The first step of the vinification is the harvest, it is done by hand only, this has many benefits. It respects the integrity of the berries which is a crucial point for the quality of the juices and it allows to keep the stem (Wooden skeleton of the cluster). The stem will act like a drain during pressing allowing to extract more juice with less pressure. Picking the bunch of grapes also prevents early oxidation of the harvest.

The harvest is pressed as gently as possible to extract in priority, sugar, acids and aromas and the juices we obtain (called must) must settle before fermentation. The juices settle naturally for 12 to 24 hours without addition of clay or enzymes.
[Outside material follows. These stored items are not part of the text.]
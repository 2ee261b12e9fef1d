//! Errors surfaced by the verification flows.

use thiserror::Error;

pub(super) const EMAIL_REQUIRED: &str = "Email is required.";
pub(super) const EMAIL_INVALID: &str = "Please provide a valid email address.";
pub(super) const EMAIL_AND_CODE_REQUIRED: &str = "Email and OTP are required.";
pub(super) const CODE_FORMAT: &str = "OTP must be a 6-digit number.";

#[derive(Debug, Clone, PartialEq, Eq, Error)]
pub enum OtpError {
    #[error("{0}")]
    Validation(&'static str),
    #[error("Email is already registered.")]
    AlreadyRegistered,
    #[error("Email is already verified.")]
    AlreadyVerified,
    #[error("OTP not found. Please request a new OTP.")]
    NotFound,
    /// Resend asked for an email that has no pending challenge.
    #[error("No OTP request found. Please request a new OTP.")]
    NoPendingRequest,
    #[error("Please wait {retry_after_seconds} seconds before requesting a new OTP.")]
    RateLimited { retry_after_seconds: u64 },
    #[error("OTP has expired. Please request a new one.")]
    Expired,
    #[error("Maximum verification attempts exceeded. Please request a new OTP.")]
    AttemptsExceeded,
    #[error("Invalid OTP. {remaining_attempts} attempts remaining.")]
    InvalidCode { remaining_attempts: u32 },
    #[error("Failed to send OTP. Please try again.")]
    DeliveryFailure,
    #[error("Failed to check registration status.")]
    Lookup,
}

#[cfg(test)]
mod tests {
    use super::*;

    #[test]
    fn messages_carry_counters() {
        assert_eq!(
            OtpError::RateLimited {
                retry_after_seconds: 42
            }
            .to_string(),
            "Please wait 42 seconds before requesting a new OTP."
        );
        assert_eq!(
            OtpError::InvalidCode {
                remaining_attempts: 4
            }
            .to_string(),
            "Invalid OTP. 4 attempts remaining."
        );
        assert_eq!(
            OtpError::Validation(EMAIL_REQUIRED).to_string(),
            "Email is required."
        );
    }
}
The alcoholic fermentation occurs a few days later. During this step the temperature is monitored and kept around 17°c to 18°c to preserve the finest aromas. After this fermentation we obtain a still wine. A few weeks later the wine undergoes a second transformation called malolactic fermentation. Lactic bacterias naturally present in the wine multiply and transform malic acid into lactic acid. Lactic acid has a softer sapidity.

The must and the wines are sorted grape variety by grape variety and plot by plot and tasted daily by the family members during the vinification time. The blending or assemblage starts around december and will last until just before the bottling in april. Using base wine from several vineyards and, in case of non vintage champagnes, several years we achieve regularity in style and quality. Only the family takes part in the blending.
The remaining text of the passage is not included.